Cusp This!

Monday, October 03, 2005

Memory play

Happy Notice Day! My final day at lousy old job will be Oct 14th. Last year, October 14th was particularly memorable. It was the day I signed the papers to go permanent after temping since the middle of July. I called T to tell him. He told me to go ahead, that there was no issue. T and I had been in ‘relationship divorce’ proceedings since May, and for whatever reason, signing on as a real worker at lousy old job felt like the end. In my mind, it was a huge event and a finale for any possibility of T and I working out. Lousy old job was a line in the sand: I am committed to NYC even though you’ll never come here.

So, October 14th of 2004 I called T and cried. It was a very horrible day for me and I remember getting in my pajamas at 11pm just to sleep it away. I got a call from E at midnight and that was when our relationship really began.

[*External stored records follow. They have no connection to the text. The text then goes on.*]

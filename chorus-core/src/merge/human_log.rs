use std::fs::File;
use std::io::{BufWriter, Write};
use std::path::{Path, PathBuf};

use super::{ChangeReport, Conflict, MergeEventListener, MergeLogError};

/// Writes one line of plain text per conflict or change.
///
/// The log file is created (or truncated) on construction and flushed on
/// [`close`](MergeEventListener::close) or when the listener is dropped.
#[derive(Debug)]
pub struct HumanLogMergeEventListener {
    path: PathBuf,
    stream: Option<BufWriter<File>>,
}

impl HumanLogMergeEventListener {
    pub fn new(path: &Path) -> Result<Self, MergeLogError> {
        let file = File::create(path).map_err(|e| MergeLogError::Io(path.to_path_buf(), e))?;
        Ok(Self {
            path: path.to_path_buf(),
            stream: Some(BufWriter::new(file)),
        })
    }

    pub fn path(&self) -> &Path {
        &self.path
    }

    fn write_line(&mut self, line: &str) -> Result<(), MergeLogError> {
        let stream = self
            .stream
            .as_mut()
            .ok_or_else(|| MergeLogError::Closed(self.path.clone()))?;
        writeln!(stream, "{}", line).map_err(|e| MergeLogError::Io(self.path.clone(), e))
    }
}

impl MergeEventListener for HumanLogMergeEventListener {
    fn conflict_occurred(&mut self, conflict: &mut dyn Conflict) -> Result<(), MergeLogError> {
        self.write_line(&conflict.full_human_readable_description())
    }

    fn change_occurred(&mut self, change: &dyn ChangeReport) -> Result<(), MergeLogError> {
        self.write_line(&change.to_string())
    }

    fn entering_context(&mut self, _context: &str) -> Result<(), MergeLogError> {
        Ok(())
    }

    fn close(&mut self) -> Result<(), MergeLogError> {
        if let Some(mut stream) = self.stream.take() {
            stream
                .flush()
                .map_err(|e| MergeLogError::Io(self.path.clone(), e))?;
        }
        Ok(())
    }
}

impl Drop for HumanLogMergeEventListener {
    fn drop(&mut self) {
        if let Err(e) = self.close() {
            tracing::warn!("Failed to flush merge log: {}", e);
        }
    }
}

E and I had been flirting for several weeks, but he had a girlfriend, so the safety was always on. I think that fact actually lead us to flirt more than if there had been an open possibility of us dating. I remember saying things in those flirty weeks like, “I will make him mine” and using a 1-10 number scale for how likely it was for us to sleep together. I was on the hunt. The night of the 14th (a Thursday) he called to invite me to a bar where he was meeting his roommate and other friends. I jumped out of bed, pt on something hot (but not too hot) and did my make-up.

I met him at the door to my building, as the restaurant where he was working was only a few blocks away. We got in a cab and headed to the West Village. It seemed to me something was different on that ride. I couldn’t put my finger on it, but the energy had gone from silly to dangerous, and all I knew was it was very exciting.

When we got to the bar I bought us shots so we could ‘catch-up’ with E’s friends who had been there awhile. We sat at a large table listening to whoever was playing on the open mic and chatting with the new people. After another drink or few, I leaned over the table and told E, “You are I are the same, I think. We are terrible flirts when the safety is on.” I smiled, he had been chatting with girls and I with the boys and we were both having fun. His reply was, “My girlfriend and I broke up.” I said, “You are coming home with me.”

There were other quips and other details throughout the night, but our fate had been sealed. When I got us a cab after last call, he didn’t object. It was hot and it only got better until it got worse. I still covet his body, and probably will for a lot longer. As for the non-sexual aspects of our relationship, they were a roller coaster. There was so much withholding (from both parties), so much fear, and also so much tenacity. It lasted 9 months after all. I miss the sex. Rumor has it he’s starting seeing someone else.